Mauricio Ramírez Núñez, Académico.

La indignación ha sido históricamente una fuerza poderosa que ha impulsado cambios sociales y políticos significativos en diversas sociedades. Sin embargo, en la política contemporánea, parece haber surgido un problema preocupante: el fracaso de la indignación como motor de transformación y su relación con la crisis de la democracia, haciendo que dicho estado de insatisfacción pierda efectividad en el devenir de los acontecimientos políticos contemporáneos.

Esta declinación puede atribuirse a varios factores:

  1. Sobresaturación informativa: En la era de la información o infocracia y las redes sociales, el flujo constante de noticias, opiniones y eventos dramáticos ha resultado en una sobresaturación que atenúa la capacidad de la sociedad para mantener la indignación ante cada nueva situación. Hay una especie de indolencia frente a la barbarie política, económica y ambiental. En el mejor de los casos, esa indignación solo llega a durar unas cuantas horas, pero al final pasa y todo sigue como si nada.
  2. Manipulación de la indignación: La politización de la indignación ha llevado a que ciertos actores políticos utilicen la emoción como herramienta para sus fines particulares, lo que socava su legitimidad y la percepción de la genuinidad detrás de las movilizaciones. Aquí la democracia empieza a pagar las consecuencias.
  3. Desencanto y desconfianza: La decepción generalizada hacia las instituciones democráticas ha generado un sentimiento de desconfianza en las vías tradicionales para canalizar la indignación, lo que a su vez disminuye su efectividad, aumenta la pérdida de certezas y toda esperanza de un futuro mejor, que en lugar de ser un factor movilizador y motor de cambio, hoy es motivo de depresión y graves problemas de salud mental entre la población que no comprende bien las relaciones objetivas que existen entre la estructura social y económica en la que vivimos y sus condiciones de vida inmediatas. En otras palabras, la persona subyugada no es consciente de ello.
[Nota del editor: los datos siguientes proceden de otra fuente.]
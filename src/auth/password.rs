//! Password Hashing and Verification
//!
//! bcrypt hashing for seeding records, and the constant-time comparison
//! used by the authenticator.

use bcrypt::{hash, verify};

use crate::error::{AppError, UpstreamError};

/// Hash a password using bcrypt
///
/// # Errors
/// Returns error if bcrypt rejects the cost or the input
pub fn hash_password(password: &str, cost: u32) -> Result<String, AppError> {
    hash(password, cost)
        .map_err(|e| AppError::upstream("hash_password", UpstreamError::Hashing(e.to_string())))
}

/// Verify a password against its bcrypt hash
///
/// A malformed stored hash counts as a mismatch; it is logged rather than
/// surfaced so that callers only ever see "match" or "no match".
pub fn verify_password(password: &str, hash: &str) -> bool {
    match verify(password, hash) {
        Ok(valid) => valid,
        Err(e) => {
            tracing::warn!(error = %e, "Stored password hash could not be verified");
            false
        }
    }
}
Efectivamente, como dice el filósofo Byung Chul-Han, hoy es imposible la revolución porque somos seres depresivos y no revolucionarios: “el capitalismo del ‘me gusta’, el narcisismo creciente y el imperio del ‘smartphone’ sofocan cualquier tipo de levantamiento” y yo le agrego, que sumerge a la persona en una profunda soledad o auto exilio existencial, hasta reducirla a la derrota moral, situación que impide cualquier tipo de resistencia o alternativa política real de transformación social.